Le film de Robert Wise sort l'année où Kennedy devient président, et sans faire de Maria/Nathalie Wood une transposition de JFK, la manière dont elle appelait in fine à dépasser les conflits et les haines pour bâtir un avenir meilleur faisait sens, à tort ou à raison, pour les publics qui allaient plébisciter le film, pas seulement aux États-Unis.
Or ce que montre le West Side Story de 2021 est que rien, absolument rien, ne s'est arrangé depuis. Les ombres portées deviennent la traduction visuelle des multiples zones d'ombre de l'Amérique actuelle (auxquelles se sont ajoutées depuis au moins deux autres phénomènes tragiques, la drogue et les catastrophes environnementales) sans qu'aucun des problèmes essentiels pointés par les auteurs de la comédie musicale il y a plus de 60 ans n'aient trouvé de solution.
Le film de Steven Spielberg dresse ainsi un constat amer de l'incapacité de l'Amérique à maîtriser ses démons, à résoudre les multiples et profondes formes d'injustices et sources de haine, qui apparaissent dès lors non plus comme des défauts à corriger mais comme inhérents à cette civilisation, à ce modèle de société.
Cette impression d'un constat amer, voire désespéré de l'incapacité du modèle américain à tenir ses promesses, de la part de l'auteur d'Amistad, de Lincoln, des Pentagone Papers, qui a tant plaidé pour l'idée qu'est supposée incarner l'Amérique, n'est pas réduite par la vitalité des danses et des chants. Elle est au contraire soulignée.
Tony (Ansel Elgort) et Maria (Rachel Zegler), figures aseptisées et désincarnées. | Twentieth Century Fox
Dans ce même esprit, parmi les partis pris de mise en scène, on pourrait ajouter l'étrange choix des deux interprètes principaux, Ansel Elgort et Rachel Zegler.

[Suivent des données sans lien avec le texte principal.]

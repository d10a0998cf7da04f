//! Per-file change classification.
//!
//! The file is blamed at the commit and at the previous commit that
//! touched it, and the diff between both revisions says which lines
//! moved. Every source line of a change or delete hunk is attributed to
//! the author of that line in the previous blame:
//!
//! | line age         | same author   | other author                                |
//! |------------------|---------------|---------------------------------------------|
//! | > threshold      | `refactor_own`| `refactor_other` + victim `refactor_received` |
//! | <= threshold     | `churn_own`   | `churn_other` + victim `churn_received`       |
//!
//! Added lines, and surplus destination lines of a growing change, are
//! `new` for the author the destination blame names.

use tracing::{debug, warn};

use super::model::{Author, FileChanges};
use crate::diff::{self, DiffOp, Hunk};
use crate::error::{Error, Result};
use crate::git::{BlameLine, CommitInfo, Git};

/// Files above this size are not classified.
pub const DEFAULT_MAX_FILE_SIZE: u64 = 80_000;
/// Lines older than this (21 days) count as refactor instead of churn.
pub const DEFAULT_REFACTOR_AGE_HOURS: i64 = 504;

const SECONDS_PER_DAY: f64 = 86_400.0;

#[derive(Debug, Clone, Copy)]
pub struct ClassifyOptions {
    pub max_file_size: u64,
    pub refactor_age_hours: i64,
}

impl Default for ClassifyOptions {
    fn default() -> Self {
        Self {
            max_file_size: DEFAULT_MAX_FILE_SIZE,
            refactor_age_hours: DEFAULT_REFACTOR_AGE_HOURS,
        }
    }
}

#[derive(Debug, Clone, PartialEq)]
pub enum FileOutcome {
    /// Recovered structural failure: deleted, binary, too big or unblameable.
    Skipped,
    Classified(FileChanges),
}

/// Classify the lines `commit_id` touched in `path`.
///
/// Structural problems yield [`FileOutcome::Skipped`]; anything else
/// (failing git invocations, timeouts) is returned as an error.
pub fn classify_file(
    git: &Git,
    commit_id: &str,
    path: &str,
    opts: &ClassifyOptions,
) -> Result<FileOutcome> {
    match git.tree_file_size(commit_id, path) {
        Ok(size) if size <= opts.max_file_size => {}
        Ok(size) => {
            debug!(path, size, "skipping file above size limit");
            return Ok(FileOutcome::Skipped);
        }
        Err(err) => {
            debug!(path, commit_id, error = %err, "file absent at commit");
            return Ok(FileOutcome::Skipped);
        }
    }

    if git.is_binary(commit_id, path)? {
        debug!(path, "skipping binary file");
        return Ok(FileOutcome::Skipped);
    }

    let commit = git.commit_info(commit_id)?;
    let dst_blame = match git.blame(commit_id, path) {
        Ok(blame) => blame,
        Err(err) => {
            warn!(path, commit_id, error = %err, "cannot blame file");
            return Ok(FileOutcome::Skipped);
        }
    };

    let mut changes = FileChanges::new(commit_id, path);

    let Some(prev) = git.previous_touching_commit(commit_id, path)? else {
        for line in &dst_blame {
            changes.credit(&author_of(line), |lines| lines.new += 1);
        }
        return Ok(FileOutcome::Classified(changes));
    };

    let src_blame = match git.blame(&prev, path) {
        Ok(blame) => blame,
        Err(err) => {
            warn!(path, prev, error = %err, "cannot blame previous revision");
            return Ok(FileOutcome::Skipped);
        }
    };
    let hunks = match git.diff_file_revisions(path, &prev, commit_id) {
        Ok(hunks) => hunks,
        Err(err) => {
            warn!(path, prev, commit_id, error = %err, "cannot diff revisions");
            return Ok(FileOutcome::Skipped);
        }
    };

    match classify_hunks(
        &mut changes,
        &commit,
        &src_blame,
        &dst_blame,
        &hunks,
        opts.refactor_age_hours,
    ) {
        Ok(()) => Ok(FileOutcome::Classified(changes)),
        Err(err) => {
            warn!(path, commit_id, error = %err, "diff does not match blame");
            debug!(hunks = %diff::format(&hunks), "rejected diff");
            Ok(FileOutcome::Skipped)
        }
    }
}

/// Credit the lines of `hunks` into `changes`. Fails when a hunk points
/// outside either blame.
pub fn classify_hunks(
    changes: &mut FileChanges,
    commit: &CommitInfo,
    src_blame: &[BlameLine],
    dst_blame: &[BlameLine],
    hunks: &[Hunk],
    refactor_age_hours: i64,
) -> Result<()> {
    let committer = Author::new(&commit.author_name, &commit.author_email);

    for hunk in hunks {
        if hunk.op == DiffOp::Add {
            let Some(first) = hunk.dst_lines.first() else {
                continue;
            };
            let added = hunk.dst_lines.len() as i64;
            changes.credit(&author_of(line_at(dst_blame, first.number)?), |lines| {
                lines.new += added
            });
            continue;
        }

        // one author for the whole change hunk: the first destination line's
        let dst_author = match hunk.op {
            DiffOp::Delete => committer.clone(),
            _ => {
                let first = hunk
                    .dst_lines
                    .first()
                    .ok_or_else(|| Error::Parse("change hunk without destination lines".into()))?;
                author_of(line_at(dst_blame, first.number)?)
            }
        };

        for src in &hunk.src_lines {
            let src_line = line_at(src_blame, src.number)?;
            let age = commit.date - src_line.author_date;
            let refactor = age.num_hours() > refactor_age_hours;
            let own = src_line.author_name == commit.author_name;

            changes.credit(&dst_author, |lines| {
                lines.changes += 1;
                lines.age_days_sum += age.num_seconds() as f64 / SECONDS_PER_DAY;
                match (refactor, own) {
                    (true, true) => lines.refactor_own += 1,
                    (true, false) => lines.refactor_other += 1,
                    (false, true) => lines.churn_own += 1,
                    (false, false) => lines.churn_other += 1,
                }
            });
            if !own {
                changes.credit(&author_of(src_line), |lines| {
                    if refactor {
                        lines.refactor_received += 1;
                    } else {
                        lines.churn_received += 1;
                    }
                });
            }
        }

        if hunk.op == DiffOp::Change && hunk.dst_lines.len() > hunk.src_lines.len() {
            for dst in &hunk.dst_lines[hunk.src_lines.len()..] {
                changes.credit(&author_of(line_at(dst_blame, dst.number)?), |lines| {
                    lines.new += 1
                });
            }
        }
    }
    Ok(())
}

fn author_of(line: &BlameLine) -> Author {
    Author::new(&line.author_name, &line.author_email)
}

/// Blame entry for 1-based `number`.
fn line_at(blame: &[BlameLine], number: usize) -> Result<&BlameLine> {
    number
        .checked_sub(1)
        .and_then(|idx| blame.get(idx))
        .ok_or_else(|| {
            Error::Parse(format!(
                "line {number} outside blame of {} lines",
                blame.len()
            ))
        })
}

#[cfg(test)]
#[path = "classifier_test.rs"]
mod tests;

Visage lisses et aseptisés, quasiment des images de synthèse, Tony et Maria semblent deux poupées, marionnettes d'un amour idéal qui n'aurait aucune réalité, aucune incarnation.
Alors qu'autour d'eux, Ariana DeBose (Anita), David Alvarez (Bernardo), Mike Faist (Riff, la révélation du film) sont impressionnants de présence et dotés de personnalités plus complexes que dans le livret original, le duo central est porté par des figures ternes, qui semblent les statuettes en mémoire d'une espérance révolue.
West Side Story, en restant très près de son modèle, raconte en effet l'inverse de celui-ci: l'échec dramatique du grand récit américain, dont Steven Spielberg a été un des conteurs les plus reconnus. Le film sera un succès, mais sur des décombres qui ne sont pas seulement ceux du vieux West Side, décombres dont il prend acte.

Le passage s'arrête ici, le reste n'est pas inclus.